Naquela mulata estava o grande mistério, a síntese das impressões que ele recebeu
chegando aqui: ela era a luz ardente do meio-dia; ela era o calor vermelho das sestas da
fazenda; era o aroma quente dos trevos e das baunilhas, que o atordoara nas matas
brasileiras; era a palmeira virginal e esquiva que se não torce a nenhuma outra planta; era o
veneno e era o açúcar gostoso; era o sapoti mais doce que o mel e era a castanha do caju, que
abre feridas com o seu azeite de fogo; ela era a cobra verde e traiçoeira, a lagarta viscosa, a
muriçoca doida, que esvoaçava havia muito tempo em torno do corpo dele, assanhando-lhe os
desejos, acordando-lhe as fibras embambecidas pela saudade da terra, picando-lhe as artérias,
para lhe cuspir dentro do sangue uma centelha daquele amor setentrional, uma nota daquela
música feita de gemidos de prazer, uma larva daquela nuvem de cantáridas que zumbiam em
torno da Rita Baiana e espalhavam-se pelo ar numa fosforescência afrodisíaca.
8. (Fuvest 2015) O efeito expressivo do texto – bem como seu pertencimento ao Naturalismo
em literatura – baseia-se amplamente no procedimento de explorar de modo intensivo aspectos
biológicos da natureza. Entre esses procedimentos empregados no texto, só NÃO se encontra
a
a) representação do homem como ser vivo em interação constante com o ambiente.
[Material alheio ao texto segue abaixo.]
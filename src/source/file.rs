//! Range source backed by a local copy of the target

use super::{FetchedRange, RangeSource};
use crate::delta::DataRange;
use crate::error::{Error, Result};
use bytes::Bytes;
use std::fs::File;
use std::io::{self, Read, Seek, SeekFrom, Write};
use std::path::{Path, PathBuf};

/// Serves ranges from a file on disk (local mirrors, tests)
pub struct FileSource {
    path: PathBuf,
    file: File,
    len: u64,
    bytes_received: u64,
    requests: usize,
}

impl FileSource {
    /// Open the target copy at `path`
    pub fn open(path: &Path) -> Result<Self> {
        let file = File::open(path).map_err(|e| match e.kind() {
            io::ErrorKind::NotFound => Error::NotFound {
                path: path.to_path_buf(),
            },
            _ => Error::io(format!("opening {}", path.display()), e),
        })?;
        let len = file
            .metadata()
            .map_err(|e| Error::io("reading metadata", e))?
            .len();

        Ok(Self {
            path: path.to_path_buf(),
            file,
            len,
            bytes_received: 0,
            requests: 0,
        })
    }

    /// Size of the underlying file
    pub fn len(&self) -> u64 {
        self.len
    }

    pub fn is_empty(&self) -> bool {
        self.len == 0
    }

    fn read_range(&mut self, range: DataRange) -> Result<Bytes> {
        if range.end > self.len {
            return Err(Error::malformed(format!(
                "range {} past end of {} ({} bytes)",
                range,
                self.path.display(),
                self.len
            )));
        }

        let mut buf = vec![0u8; range.len() as usize];
        self.file
            .seek(SeekFrom::Start(range.start))
            .map_err(|e| Error::io("seeking in source file", e))?;
        self.file
            .read_exact(&mut buf)
            .map_err(|e| Error::io("reading source file", e))?;
        Ok(Bytes::from(buf))
    }
}

impl RangeSource for FileSource {
    fn fetch_ranges(&mut self, ranges: &[DataRange]) -> Result<Vec<FetchedRange>> {
        self.requests += 1;
        let mut fetched = Vec::with_capacity(ranges.len());
        for &range in ranges {
            let data = self.read_range(range)?;
            self.bytes_received += data.len() as u64;
            fetched.push(FetchedRange::new(range, data));
        }

        tracing::trace!(
            source = %self.path.display(),
            ranges = ranges.len(),
            "Served ranges from file"
        );
        Ok(fetched)
    }

    fn fetch_whole(&mut self, out: &mut dyn Write) -> Result<u64> {
        self.requests += 1;
        self.file
            .seek(SeekFrom::Start(0))
            .map_err(|e| Error::io("seeking in source file", e))?;
        let copied = io::copy(&mut self.file, out).map_err(|e| Error::io("copying source file", e))?;
        self.bytes_received += copied;
        Ok(copied)
    }

    fn bytes_received(&self) -> u64 {
        self.bytes_received
    }

    fn requests(&self) -> usize {
        self.requests
    }
}

#[cfg(test)]
mod tests {
    use super::*;
    use tempfile::NamedTempFile;

    fn source_with(data: &[u8]) -> (NamedTempFile, FileSource) {
        let mut file = NamedTempFile::new().unwrap();
        file.write_all(data).unwrap();
        file.flush().unwrap();
        let source = FileSource::open(file.path()).unwrap();
        (file, source)
    }

    #[test]
    fn test_fetch_ranges_in_order() {
        let (_file, mut source) = source_with(b"0123456789");
        let fetched = source
            .fetch_ranges(&[DataRange::new(6, 8), DataRange::new(0, 2)])
            .unwrap();

        assert_eq!(fetched[0].range, DataRange::new(6, 8));
        assert_eq!(&fetched[0].data[..], b"67");
        assert_eq!(&fetched[1].data[..], b"01");
        assert_eq!(source.bytes_received(), 4);
        assert_eq!(source.requests(), 1);
    }

    #[test]
    fn test_range_past_end() {
        let (_file, mut source) = source_with(b"short");
        let result = source.fetch_ranges(&[DataRange::new(3, 10)]);
        assert!(matches!(result, Err(Error::MalformedResponse { .. })));
    }

    #[test]
    fn test_fetch_whole() {
        let (_file, mut source) = source_with(b"whole file");
        let mut out = Vec::new();
        assert_eq!(source.fetch_whole(&mut out).unwrap(), 10);
        assert_eq!(out, b"whole file");
    }

    #[test]
    fn test_missing_file() {
        let dir = tempfile::tempdir().unwrap();
        let result = FileSource::open(&dir.path().join("absent"));
        assert!(matches!(result, Err(Error::NotFound { .. })));
    }
}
b) exploração exaustiva dos receptores sensoriais humanos (audição, visão, olfação,
gustação), bem como dos receptores mecânicos.
c) figuração variada tanto de plantas quanto de animais, inclusive observados em sua
interação.
d) ênfase em processos naturais ligados à reprodução humana e à metamorfose em animais.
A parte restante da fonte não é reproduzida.